Villy slits his eyes in order to do a mental zoom—and he’s able to see a downy upright feather on the far horizon, a thunderhead of clouds that must tower a thousand miles high.
“The cloud over Szep City,” says Pinchley. “That’s the one we call Sky Castle. You’ll go there later. But for now, here comes the li’l ole basin that we call Funky Broadway.”
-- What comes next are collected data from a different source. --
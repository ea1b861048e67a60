//! Session-boundary parsing for the identity headers.
//!
//! The session layer (an external collaborator) authenticates the user and
//! injects identity headers on every proxied call. This module turns the
//! raw header values into an [`ActorContext`]; it never issues or validates
//! tokens itself. The ingest boundary presents an API key instead.

use serde::{Deserialize, Serialize};
use std::fmt;

/// Header carrying the authenticated user's stable identifier.
pub const ACTOR_ID_HEADER: &str = "x-actor-id";
/// Header carrying the authenticated user's role.
pub const ACTOR_ROLE_HEADER: &str = "x-actor-role";
/// Header carrying the clinical domain the user is credentialed for.
pub const ACTOR_DOMAIN_HEADER: &str = "x-actor-domain";
/// Header carrying the shared ingest key.
pub const API_KEY_HEADER: &str = "x-api-key";

/// Errors raised at the session boundary, before any engine call.
#[derive(Debug, thiserror::Error)]
pub enum AuthError {
    #[error("missing required header: {0}")]
    MissingHeader(&'static str),
    #[error("header {0} is not valid text")]
    InvalidHeader(&'static str),
    #[error("unknown actor role: '{0}'")]
    UnknownRole(String),
    #[error("invalid API key")]
    InvalidApiKey,
}

/// Role as carried in `x-actor-role`.
#[derive(Debug, Clone, Copy, PartialEq, Eq, Serialize, Deserialize)]
#[serde(rename_all = "lowercase")]
pub enum ActorRole {
    Learner,
    Expert,
    Admin,
}

impl ActorRole {
    /// Parses the header value, case-insensitively.
    pub fn from_header_value(value: &str) -> Result<Self, AuthError> {
        match value.trim().to_ascii_lowercase().as_str() {
            "learner" => Ok(ActorRole::Learner),
            "expert" => Ok(ActorRole::Expert),
            "admin" => Ok(ActorRole::Admin),
            other => Err(AuthError::UnknownRole(other.to_owned())),
        }
    }
}

impl fmt::Display for ActorRole {
    fn fmt(&self, f: &mut fmt::Formatter<'_>) -> fmt::Result {
        let name = match self {
            ActorRole::Learner => "learner",
            ActorRole::Expert => "expert",
            ActorRole::Admin => "admin",
        };
        write!(f, "{}", name)
    }
}

/// The authenticated caller as established by the session layer.
#[derive(Debug, Clone, PartialEq, Eq)]
pub struct ActorContext {
    pub id: String,
    pub role: ActorRole,
    /// Empty unless the role requires a domain credential.
    pub domain: String,
}

/// Builds an [`ActorContext`] from the raw identity header values.
///
/// `id` and `role` are always required. `domain` is required for experts
/// (their credential is domain-scoped) and optional otherwise.
pub fn actor_context(
    id: Option<&str>,
    role: Option<&str>,
    domain: Option<&str>,
) -> Result<ActorContext, AuthError> {
    let id = id
        .map(str::trim)
        .filter(|v| !v.is_empty())
        .ok_or(AuthError::MissingHeader(ACTOR_ID_HEADER))?;
    let role = role
        .map(str::trim)
        .filter(|v| !v.is_empty())
        .ok_or(AuthError::MissingHeader(ACTOR_ROLE_HEADER))?;
    let role = ActorRole::from_header_value(role)?;

    let domain = domain.map(str::trim).filter(|v| !v.is_empty());
    if role == ActorRole::Expert && domain.is_none() {
        return Err(AuthError::MissingHeader(ACTOR_DOMAIN_HEADER));
    }

    Ok(ActorContext {
        id: id.to_owned(),
        role,
        domain: domain.unwrap_or_default().to_owned(),
    })
}

/// Validates the provided API key against the configured one.
///
/// A missing configured key disables the check (development mode). With a
/// key configured, an absent header is reported distinctly from a wrong
/// one.
pub fn validate_api_key(provided: Option<&str>, expected: Option<&str>) -> Result<(), AuthError> {
    let Some(expected) = expected else {
        return Ok(());
    };
    let provided = provided.ok_or(AuthError::MissingHeader(API_KEY_HEADER))?;

    if provided == expected {
        Ok(())
    } else {
        Err(AuthError::InvalidApiKey)
    }
}
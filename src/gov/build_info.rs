/// Git revision captured by build.rs; empty when built outside a checkout.
pub fn git_revision() -> &'static str {
    option_env!("GOVERNATOR_GIT_REVISION").unwrap_or("")
}

pub fn build_date() -> String {
    let epoch: i64 = option_env!("GOVERNATOR_BUILD_EPOCH")
        .and_then(|s| s.parse().ok())
        .unwrap_or(0);
    format_epoch_date(epoch)
}

fn format_epoch_date(epoch: i64) -> String {
    if epoch <= 0 {
        return "unknown".to_string();
    }
    match chrono::DateTime::<chrono::Utc>::from_timestamp(epoch, 0) {
        Some(dt) => dt.format("%Y-%m-%d").to_string(),
        None => "unknown".to_string(),
    }
}

pub fn banner() -> String {
    let version = env!("CARGO_PKG_VERSION");
    match git_revision() {
        "" => format!("governator {version} (built {})", build_date()),
        rev => format!("governator {version} {rev} (built {})", build_date()),
    }
}

#[cfg(test)]
mod tests {
    use super::*;

    #[test]
    fn epoch_date_rendering() {
        assert_eq!(format_epoch_date(0), "unknown");
        assert_eq!(format_epoch_date(-5), "unknown");
        assert_eq!(format_epoch_date(86_400), "1970-01-02");
        assert_eq!(format_epoch_date(1_754_092_800), "2025-08-02");
    }

    #[test]
    fn banner_carries_the_version() {
        let b = banner();
        assert!(b.starts_with("governator "));
        assert!(b.contains(env!("CARGO_PKG_VERSION")));
    }
}
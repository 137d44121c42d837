use crate::gov::build_info;
use crate::gov::client;
use crate::gov::config::{
    default_config_dir, default_log_dir, default_server_addr, parse_configs, APP_NAME,
};
use crate::gov::governator::Governator;
use clap::Parser;
use std::path::Path;
use std::sync::Arc;

#[derive(Debug, Parser)]
#[command(name = "governator", about = "user-space process supervisor", disable_version_flag = true)]
pub struct Args {
    /// Run in daemon mode (requires root)
    #[arg(short = 'D')]
    pub daemon_mode: bool,

    /// Enable debug logging
    #[arg(short = 'd')]
    pub debug: bool,

    /// Parse and validate configuration files, then exit
    #[arg(short = 't')]
    pub test_config: bool,

    /// Configuration directory; service files live in <dir>/services
    #[arg(short = 'c', long = "config", default_value_t = default_config_dir())]
    pub config_dir: String,

    /// Daemon URL to listen on in daemon mode or to connect to in client mode
    #[arg(long = "daemon", value_name = "SCHEME://ADDR", default_value_t = default_server_addr())]
    pub server_addr: String,

    /// Directory for per-service log files
    #[arg(long = "log-dir", default_value_t = default_log_dir())]
    pub log_dir: String,

    /// Print version and exit
    #[arg(short = 'V', long = "version")]
    pub version: bool,

    /// Command for the built-in client (e.g. `list` or `start redis`)
    #[arg(trailing_var_arg = true)]
    pub command: Vec<String>,
}

fn test_configurations(config_dir: &Path) -> anyhow::Result<i32> {
    let configs = parse_configs(&config_dir.join("services"))?;
    let mut ok = true;
    for cfg in &configs {
        println!("checking {}", cfg.service_name());
        if let Some(err) = &cfg.err {
            eprintln!("error in {}: {err}", cfg.service_name());
            ok = false;
        }
    }
    if ok {
        println!("configurations OK");
    }
    Ok(if ok { 0 } else { 1 })
}

/// Parse flags and dispatch: version banner, config test, daemon, or the
/// built-in client. Returns the process exit code.
pub async fn run() -> anyhow::Result<i32> {
    let args = Args::parse();
    let level = if args.debug {
        log::Level::Debug
    } else {
        log::Level::Info
    };
    let _ = simple_logger::init_with_level(level);

    if args.version {
        println!("{}", build_info::banner());
        return Ok(0);
    }
    if args.test_config {
        return test_configurations(Path::new(&args.config_dir));
    }
    if args.daemon_mode {
        let gov = Arc::new(Governator::new(
            Path::new(&args.config_dir),
            &args.server_addr,
            Path::new(&args.log_dir),
        ));
        gov.run().await?;
        return Ok(0);
    }
    anyhow::ensure!(
        !args.command.is_empty(),
        "no command given (try `{APP_NAME} help`)"
    );
    let ok = client::run_command(&args.server_addr, &args.command).await?;
    Ok(if ok { 0 } else { 1 })
}

#[cfg(test)]
mod tests {
    use super::*;

    #[test]
    fn client_command_is_positional() {
        let args = Args::try_parse_from(["governator", "-c", "/etc/g", "start", "redis"]).unwrap();
        assert!(!args.daemon_mode);
        assert_eq!(args.config_dir, "/etc/g");
        assert_eq!(args.command, vec!["start", "redis"]);
    }

    #[test]
    fn daemon_flags_parse() {
        let args = Args::try_parse_from([
            "governator",
            "-D",
            "-d",
            "--daemon",
            "unix:///run/g.sock",
        ])
        .unwrap();
        assert!(args.daemon_mode);
        assert!(args.debug);
        assert_eq!(args.server_addr, "unix:///run/g.sock");
        assert!(args.command.is_empty());
    }

    #[test]
    fn defaults_point_at_etc_and_tmp() {
        let args = Args::try_parse_from(["governator", "list"]).unwrap();
        assert_eq!(args.config_dir, "/etc/governator");
        assert_eq!(args.server_addr, "unix:///tmp/governator.sock");
        assert_eq!(args.log_dir, "/var/log/governator");
    }
}
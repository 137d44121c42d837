use crate::gov::logger::LogSpec;
use crate::gov::watchdog::Probe;
use serde::Deserialize;
use std::collections::BTreeMap;
use std::path::Path;

pub const APP_NAME: &str = "governator";

pub fn default_config_dir() -> String {
    format!("/etc/{APP_NAME}")
}

pub fn default_server_addr() -> String {
    format!("unix:///tmp/{APP_NAME}.sock")
}

pub fn default_log_dir() -> String {
    format!("/var/log/{APP_NAME}")
}

/// One service definition, parsed from a file under `<config-dir>/services`.
///
/// A config is immutable once parsed; reloads replace it wholesale. A parse
/// failure does not drop the service: the error is preserved in `err` and
/// every spawn attempt fails with it, so the operator sees the problem in
/// `list` instead of the service silently disappearing.
#[derive(Debug, Clone, PartialEq)]
pub struct Config {
    /// Source filename (identity for reload; unique per services directory).
    pub file: String,
    pub command: String,
    pub name: String,
    pub dir: String,
    pub env: BTreeMap<String, String>,
    /// Auto-start when the supervisor (re)loads.
    pub start: bool,
    pub user: String,
    pub group: String,
    /// Lower starts first, stops last.
    pub priority: i32,
    pub max_open_files: Option<u64>,
    /// Inject GOMAXPROCS=<ncpu> into the child environment when absent.
    pub inject_gomaxprocs: bool,
    /// Default uid/gid to the executable file's owner when user/group are
    /// not set. Off by default; the historical behavior was surprising.
    pub inherit_exec_owner: bool,
    pub watchdog: Option<Probe>,
    /// Seconds between watchdog probes.
    pub watchdog_interval: u64,
    pub log: LogSpec,
    pub err: Option<String>,
}

impl Config {
    pub fn service_name(&self) -> &str {
        if self.name.is_empty() {
            &self.file
        } else {
            &self.name
        }
    }

    fn empty(file: &str) -> Config {
        Config {
            file: file.to_string(),
            command: String::new(),
            name: String::new(),
            dir: String::new(),
            env: BTreeMap::new(),
            start: default_start(),
            user: String::new(),
            group: String::new(),
            priority: default_priority(),
            max_open_files: None,
            inject_gomaxprocs: default_inject_gomaxprocs(),
            inherit_exec_owner: false,
            watchdog: None,
            watchdog_interval: default_watchdog_interval(),
            log: LogSpec::default(),
            err: None,
        }
    }
}

// -------- YAML file schema (strict) --------

#[derive(Debug, Clone, Deserialize)]
#[serde(deny_unknown_fields)]
struct ConfigFile {
    #[serde(default)]
    command: Option<String>,
    #[serde(default)]
    name: Option<String>,
    #[serde(default)]
    dir: Option<String>,
    #[serde(default)]
    env: BTreeMap<String, String>,
    #[serde(default = "default_start")]
    start: bool,
    #[serde(default)]
    user: Option<String>,
    #[serde(default)]
    group: Option<String>,
    #[serde(default = "default_priority")]
    priority: i32,
    #[serde(default)]
    max_open_files: Option<u64>,
    #[serde(default = "default_inject_gomaxprocs")]
    inject_gomaxprocs: bool,
    #[serde(default)]
    inherit_exec_owner: bool,
    /// Probe spec: `run <argv…>` | `connect [proto://]host:port [secs]` | `get <url> [secs]`
    #[serde(default)]
    watchdog: Option<String>,
    #[serde(default = "default_watchdog_interval")]
    watchdog_interval: u64,
    /// Sink spec: `file [maxSize [count]]` | `syslog [url]` | `none`
    #[serde(default)]
    log: Option<String>,
}

fn default_start() -> bool {
    true
}
fn default_priority() -> i32 {
    1000
}
fn default_watchdog_interval() -> u64 {
    300
}
fn default_inject_gomaxprocs() -> bool {
    true
}

fn build_config(file: &str, raw: &str) -> anyhow::Result<Config> {
    let fc: ConfigFile = serde_yaml::from_str(raw)
        .map_err(|e| anyhow::anyhow!("failed to parse service config {file}: {e}"))?;
    let watchdog = match fc.watchdog.as_deref().map(str::trim).filter(|s| !s.is_empty()) {
        Some(spec) => Some(Probe::parse(spec)?),
        None => None,
    };
    let log = match fc.log.as_deref() {
        Some(spec) => LogSpec::parse(spec)?,
        None => LogSpec::default(),
    };
    Ok(Config {
        file: file.to_string(),
        command: fc.command.unwrap_or_default(),
        name: fc.name.unwrap_or_default(),
        dir: fc.dir.unwrap_or_default(),
        env: fc.env,
        start: fc.start,
        user: fc.user.unwrap_or_default(),
        group: fc.group.unwrap_or_default(),
        priority: fc.priority,
        max_open_files: fc.max_open_files,
        inject_gomaxprocs: fc.inject_gomaxprocs,
        inherit_exec_owner: fc.inherit_exec_owner,
        watchdog,
        watchdog_interval: fc.watchdog_interval,
        log,
        err: None,
    })
}

/// Parse one service file. Errors are captured on the returned config rather
/// than propagated, so the service registers and reports them at start time.
pub fn parse_config(services_dir: &Path, filename: &str) -> Config {
    let path = services_dir.join(filename);
    let cfg = std::fs::read_to_string(&path)
        .map_err(|e| anyhow::anyhow!("failed to read service config {}: {e}", path.display()))
        .and_then(|raw| build_config(filename, &raw));
    match cfg {
        Ok(cfg) => cfg,
        Err(e) => {
            let mut cfg = Config::empty(filename);
            cfg.err = Some(format!("{e:#}"));
            cfg
        }
    }
}

/// Parse every service file in the directory, skipping dotfiles, editor
/// leftovers (`~` suffix), empty files and subdirectories.
pub fn parse_configs(services_dir: &Path) -> anyhow::Result<Vec<Config>> {
    let entries = std::fs::read_dir(services_dir).map_err(|e| {
        anyhow::anyhow!(
            "error reading services directory {}: {e}",
            services_dir.display()
        )
    })?;
    let mut names: Vec<String> = Vec::new();
    for ent in entries {
        let ent = ent?;
        let name = ent.file_name().to_string_lossy().to_string();
        if should_ignore_file(services_dir, &name, false) {
            continue;
        }
        names.push(name);
    }
    names.sort();
    let mut configs = Vec::with_capacity(names.len());
    for name in &names {
        let cfg = parse_config(services_dir, name);
        log::debug!("parsed config {name}: {cfg:?}");
        configs.push(cfg);
    }
    Ok(configs)
}

/// Files the supervisor never treats as service definitions. For delete and
/// rename events the file is gone, so only the name rules apply.
pub fn should_ignore_file(services_dir: &Path, name: &str, deleted: bool) -> bool {
    if name.is_empty() || name.starts_with('.') || name.ends_with('~') {
        return true;
    }
    if !deleted {
        match std::fs::metadata(services_dir.join(name)) {
            Ok(md) => md.len() == 0 || md.is_dir(),
            Err(_) => true,
        }
    } else {
        false
    }
}
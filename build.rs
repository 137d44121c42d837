use std::process::Command;
use std::time::{SystemTime, UNIX_EPOCH};

fn git_revision() -> Option<String> {
    let out = Command::new("git")
        .args(["rev-parse", "--short=12", "HEAD"])
        .output()
        .ok()?;
    if !out.status.success() {
        return None;
    }
    let rev = String::from_utf8(out.stdout).ok()?;
    let rev = rev.trim();
    if rev.is_empty() {
        None
    } else {
        Some(rev.to_string())
    }
}

fn build_epoch() -> u64 {
    // SOURCE_DATE_EPOCH wins so release builds stay reproducible.
    if let Some(secs) = std::env::var("SOURCE_DATE_EPOCH")
        .ok()
        .and_then(|v| v.trim().parse().ok())
    {
        return secs;
    }
    SystemTime::now()
        .duration_since(UNIX_EPOCH)
        .map(|d| d.as_secs())
        .unwrap_or(0)
}

fn main() {
    println!("cargo:rerun-if-changed=build.rs");
    println!("cargo:rerun-if-env-changed=SOURCE_DATE_EPOCH");
    println!(
        "cargo:rustc-env=GOVERNATOR_GIT_REVISION={}",
        git_revision().unwrap_or_default()
    );
    println!("cargo:rustc-env=GOVERNATOR_BUILD_EPOCH={}", build_epoch());
}
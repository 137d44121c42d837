#[tokio::main]
async fn main() {
    match governator::gov::cli::run().await {
        Ok(code) => std::process::exit(code),
        Err(e) => {
            eprintln!("{e:#}");
            std::process::exit(1);
        }
    }
}
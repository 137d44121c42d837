use crate::gov::child::build_child_spec;
use crate::gov::config::Config;
use crate::gov::logger::Logger;
use crate::gov::reaper::{ChildExit, Reaper};
use chrono::{DateTime, Local};
use nix::errno::Errno;
use nix::sys::signal::{kill, Signal};
use nix::unistd::Pid;
use std::path::PathBuf;
use std::sync::{Arc, Mutex};
use std::time::Duration;
use tokio::sync::{mpsc, oneshot};
use tokio::task::JoinHandle;
use tokio::time::Instant;

/// A child must stay alive this long for the spawn to count as a successful
/// start; anything shorter is a failed start and feeds the backoff.
pub const MIN_SETTLE: Duration = Duration::from_millis(1100);
pub const MAX_RETRIES: u32 = 10;
const GRACEFUL_STOP: Duration = Duration::from_secs(10);
const HARD_STOP: Duration = Duration::from_secs(2);

#[derive(Debug, Clone, Copy, PartialEq, Eq)]
pub enum State {
    Stopped,
    Stopping,
    Started,
    Starting,
    Backoff,
    Failed,
}

impl State {
    pub fn is_run_state(self) -> bool {
        matches!(self, State::Started | State::Starting)
    }

    pub fn can_stop(self) -> bool {
        self.is_run_state() || self == State::Backoff
    }

    pub fn as_str(self) -> &'static str {
        match self {
            State::Stopped => "STOPPED",
            State::Stopping => "STOPPING",
            State::Started => "RUNNING",
            State::Starting => "STARTING",
            State::Backoff => "BACKOFF",
            State::Failed => "FAILED",
        }
    }
}

/// Read-only view of a service for `list` and the coordinator.
#[derive(Debug, Clone)]
pub struct ServiceSnapshot {
    pub name: String,
    pub file: String,
    pub state: State,
    pub started: Option<DateTime<Local>>,
    pub restarts: u32,
    pub err: Option<String>,
    pub retries: u32,
    pub next_start_in: Option<Duration>,
    pub pid: Option<i32>,
    pub auto_start: bool,
    pub priority: i32,
}

struct Shared {
    config: Config,
    name: String,
    state: State,
    started: Option<DateTime<Local>>,
    restarts: u32,
    err: Option<String>,
    retries: u32,
    next_start: Option<Instant>,
    pid: Option<i32>,
    logger: Arc<Logger>,
}

enum Cmd {
    Start(oneshot::Sender<anyhow::Result<()>>),
    Stop(oneshot::Sender<anyhow::Result<()>>),
    Swap(Config, oneshot::Sender<()>),
    Bounce,
}

/// One supervised child program. All state transitions run on a dedicated
/// actor task fed by an inbox, so per-service Start/Stop are strictly
/// serialized; observers read a shared snapshot under a short-held mutex.
pub struct Service {
    shared: Arc<Mutex<Shared>>,
    tx: mpsc::UnboundedSender<Cmd>,
}

impl Service {
    /// `name` is the coordinator-assigned unique display name; it doubles as
    /// the log sink's name.
    pub fn new(cfg: Config, name: String, reaper: Reaper, log_dir: PathBuf) -> Service {
        let logger = Arc::new(Logger::new(&cfg.log, &log_dir));
        let shared = Arc::new(Mutex::new(Shared {
            config: cfg,
            name,
            state: State::Stopped,
            started: None,
            restarts: 0,
            err: None,
            retries: 0,
            next_start: None,
            pid: None,
            logger,
        }));
        let (tx, rx) = mpsc::unbounded_channel();
        let actor = Actor {
            shared: Arc::clone(&shared),
            reaper,
            log_dir,
            tx: tx.clone(),
            rx,
            exit_rx: None,
            settle_at: None,
            spawn_instant: Instant::now(),
            pending_start: None,
            watchdog: None,
        };
        tokio::spawn(actor.run());
        Service { shared, tx }
    }

    pub async fn start(&self) -> anyhow::Result<()> {
        let (tx, rx) = oneshot::channel();
        self.tx
            .send(Cmd::Start(tx))
            .map_err(|_| anyhow::anyhow!("service is gone"))?;
        rx.await.map_err(|_| anyhow::anyhow!("service is gone"))?
    }

    pub async fn stop(&self) -> anyhow::Result<()> {
        let (tx, rx) = oneshot::channel();
        self.tx
            .send(Cmd::Stop(tx))
            .map_err(|_| anyhow::anyhow!("service is gone"))?;
        rx.await.map_err(|_| anyhow::anyhow!("service is gone"))?
    }

    /// Replace the config wholesale (the caller has already ruled out
    /// deep-equal no-ops). A Started service is stopped first and started
    /// again with the new config when the stop succeeded.
    pub async fn swap_config(&self, cfg: Config) {
        let (tx, rx) = oneshot::channel();
        if self.tx.send(Cmd::Swap(cfg, tx)).is_ok() {
            let _ = rx.await;
        }
    }

    pub fn snapshot(&self) -> ServiceSnapshot {
        let sh = self.shared.lock().unwrap_or_else(|p| p.into_inner());
        ServiceSnapshot {
            name: sh.name.clone(),
            file: sh.config.file.clone(),
            state: sh.state,
            started: sh.started,
            restarts: sh.restarts,
            err: sh.err.clone(),
            retries: sh.retries,
            next_start_in: sh
                .next_start
                .map(|at| at.saturating_duration_since(Instant::now())),
            pid: sh.pid,
            auto_start: sh.config.start,
            priority: sh.config.priority,
        }
    }

    pub fn name(&self) -> String {
        self.shared
            .lock()
            .unwrap_or_else(|p| p.into_inner())
            .name
            .clone()
    }

    pub fn file(&self) -> String {
        self.shared
            .lock()
            .unwrap_or_else(|p| p.into_inner())
            .config
            .file
            .clone()
    }

    pub fn state(&self) -> State {
        self.shared.lock().unwrap_or_else(|p| p.into_inner()).state
    }

    pub fn config(&self) -> Config {
        self.shared
            .lock()
            .unwrap_or_else(|p| p.into_inner())
            .config
            .clone()
    }

    pub fn logger(&self) -> Arc<Logger> {
        Arc::clone(&self.shared.lock().unwrap_or_else(|p| p.into_inner()).logger)
    }
}

enum StartError {
    /// Bad config (command, executable, credentials): no retry, Failed.
    Config(anyhow::Error),
    /// fork/exec failure: retried with backoff.
    Spawn(anyhow::Error),
}

enum StopOutcome {
    Stopped,
    Stuck,
}

struct Actor {
    shared: Arc<Mutex<Shared>>,
    reaper: Reaper,
    log_dir: PathBuf,
    tx: mpsc::UnboundedSender<Cmd>,
    rx: mpsc::UnboundedReceiver<Cmd>,
    exit_rx: Option<oneshot::Receiver<ChildExit>>,
    settle_at: Option<Instant>,
    spawn_instant: Instant,
    pending_start: Option<oneshot::Sender<anyhow::Result<()>>>,
    watchdog: Option<JoinHandle<()>>,
}

async fn sleep_opt(deadline: Option<Instant>) {
    match deadline {
        Some(d) => tokio::time::sleep_until(d).await,
        None => std::future::pending().await,
    }
}
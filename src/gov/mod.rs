pub mod build_info;
pub mod child;
pub mod cli;
pub mod client;
pub mod config;
pub mod governator;
pub mod logger;
pub mod reaper;
pub mod server;
pub mod service;
pub mod watchdog;
pub mod watcher;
Zoe chimes a downward arpeggio, and Villy stays in teepful sync. Funky Broadway is a world of living cities, blocky hives trundling across a fruited plain. The cities are inhabited by races of monkeys. Here and there pairs of cities batten onto each other. Their primate passengers clamber from one metropolis to the other. Ape-men brandish exquisite works of art in offer for trade—only to be taken prisoner by brutal lower orders who feed the unfortunate captives into meat-grinder gear-trains embedded in the lowest foundations of the towns.
Zoe plays the sounds of stabbing cries, and Villy styles moony evocations of wasted lives. A heart-searing duet. And that’s just a start. Zoe and Villy lose themselves in ever-richer stratocast harmonies, sailing across more basins and more.
“Paramecium Pond.”
It’s a five-thousand-mile puddle that is a luminous shade of yellow-green, vibrant with algae, shiny with microorgasmic tides. Paramecia, amoeba, volvoxes, rotifers—teeming, breeding, and consuming their fellows when they can.
“An octillion in all,” says science-boy Scud. There’s quite the teepy vibe inside the car by now, what with the living Harmon guitars, the saucer pearl, the kids’ mental acrobatics, and Pinchley’s off-kilter state.
As they fly above Paramecium Pond, Zoe and Villy spin a sludgy mat of notes—a recursive musical fugue. Right about now the microorganisms’ population count seems to be dropping at a logarithmic rate. The individual cells are eating each other and getting bigger—like rivals climbing up through the brackets of a tournament tree. A mere billion of them remain. A thousand. A hundred. And then—but one. A paramecium the size of a continent.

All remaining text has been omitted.